* WORK TO COMPLETE *
Copy out each line of the listing below that contains the word "composite".

* RECORDS FOR THE TASK *
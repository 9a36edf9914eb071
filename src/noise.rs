//! Gradient-noise synthesis for the height field.
//!
//! One octave is classic lattice Perlin noise: random unit gradients on a
//! coarse lattice, per-cell dot products against the 4 surrounding
//! gradients, blended with the quintic smootherstep curve. The synthesizer
//! sums octaves at halving detail and amplitude, computing octaves in
//! parallel and merging them in a fixed order so output is deterministic.

use std::f64::consts::TAU;

use glam::DVec2;
use rand::{Rng, SeedableRng};
use rand_chacha::ChaCha8Rng;
use rayon::prelude::*;

use crate::grid::ScalarGrid;
use crate::seeds::octave_seed;

/// Quintic ease curve `6t^5 - 15t^4 + 10t^3`, clamped outside `[0, 1]`.
///
/// Zero first and second derivative at both ends, so blended octaves meet
/// lattice lines without creases.
pub fn smootherstep(t: f64) -> f64 {
    if t <= 0.0 {
        return 0.0;
    }
    if t >= 1.0 {
        return 1.0;
    }
    t * t * t * (t * (6.0 * t - 15.0) + 10.0)
}

/// Blend from `low` to `high` by the eased parameter `t`.
pub fn interpolate(t: f64, low: f64, high: f64) -> f64 {
    low + smootherstep(t) * (high - low)
}

/// Generate one octave of gradient noise.
///
/// `detail` is the lattice cell side in grid cells; the lattice carries one
/// uniformly random unit gradient per node, drawn row-major from a
/// `ChaCha8Rng` seeded with `seed`. Cell values sample the lattice cell
/// center (the 0.5 offset bias), so no cell lands exactly on a lattice
/// line.
pub fn generate_octave(width: usize, height: usize, detail: usize, seed: u64) -> ScalarGrid {
    assert!(detail > 0, "octave detail must be nonzero");

    // One gradient per lattice node, sized to cover a final partial cell
    // when the dimensions are not multiples of `detail`.
    let lattice_width = width.div_ceil(detail) + 1;
    let lattice_height = height.div_ceil(detail) + 1;

    let mut rng = ChaCha8Rng::seed_from_u64(seed);
    let gradients: Vec<DVec2> = (0..lattice_width * lattice_height)
        .map(|_| {
            let angle = rng.gen::<f64>() * TAU;
            DVec2::new(angle.cos(), angle.sin())
        })
        .collect();

    let mut grid = ScalarGrid::new(width, height);
    for y in 0..height {
        let lattice_y = y / detail;
        let offset_y = ((y % detail) as f64 + 0.5) / detail as f64;
        for x in 0..width {
            let lattice_x = x / detail;
            let offset_x = ((x % detail) as f64 + 0.5) / detail as f64;

            // Dot product of the offset vector with one of the 4 corner
            // gradients; offsets to the high corners run negative.
            let corner_dot = |high_x: bool, high_y: bool| -> f64 {
                let node_x = lattice_x + high_x as usize;
                let node_y = lattice_y + high_y as usize;
                let gradient = gradients[node_y * lattice_width + node_x];
                let offset = DVec2::new(
                    offset_x - if high_x { 1.0 } else { 0.0 },
                    offset_y - if high_y { 1.0 } else { 0.0 },
                );
                gradient.dot(offset)
            };

            let value = interpolate(
                offset_x,
                interpolate(offset_y, corner_dot(false, false), corner_dot(false, true)),
                interpolate(offset_y, corner_dot(true, false), corner_dot(true, true)),
            );
            grid.set(x, y, value);
        }
    }
    grid
}

/// The octave plan for a grid: `(octave index, detail)` pairs, descending
/// detail, halving from `min(width, height) >> 2` while detail stays above
/// `min_detail`.
pub fn octave_plan(width: usize, height: usize, min_detail: usize) -> Vec<(u32, usize)> {
    let base_detail = width.min(height) >> 2;
    let mut plan = Vec::new();
    let mut i = 0u32;
    while (base_detail >> i) > min_detail {
        plan.push((i, base_detail >> i));
        i += 1;
    }
    plan
}

/// Sum octaves of gradient noise into a composite field.
///
/// Octaves are data-independent, so they are generated in parallel, one
/// worker and one derived seed per octave. The merge runs single-threaded
/// in ascending octave order; floating-point rounding is therefore
/// reproducible no matter how the workers are scheduled. Octave `i` is
/// scaled by `1 / 2^i`, the whole field by `height_scale`, and the extrema
/// come from a final full rescan.
pub fn synthesize(
    width: usize,
    height: usize,
    min_detail: usize,
    height_scale: f64,
    seed: u64,
) -> ScalarGrid {
    let octaves: Vec<ScalarGrid> = octave_plan(width, height, min_detail)
        .into_par_iter()
        .map(|(i, detail)| generate_octave(width, height, detail, octave_seed(seed, i)))
        .collect();

    let mut composite = ScalarGrid::new(width, height);
    for (i, octave) in octaves.iter().enumerate() {
        composite += &(octave / (1u64 << i) as f64);
    }
    composite *= height_scale;
    composite.recalculate_extrema();
    composite
}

* REPLY *
/// Sum octaves of gradient noise into a composite field.
    let mut composite = ScalarGrid::new(width, height);
        composite += &(octave / (1u64 << i) as f64);
    composite *= height_scale;
    composite.recalculate_extrema();
    composite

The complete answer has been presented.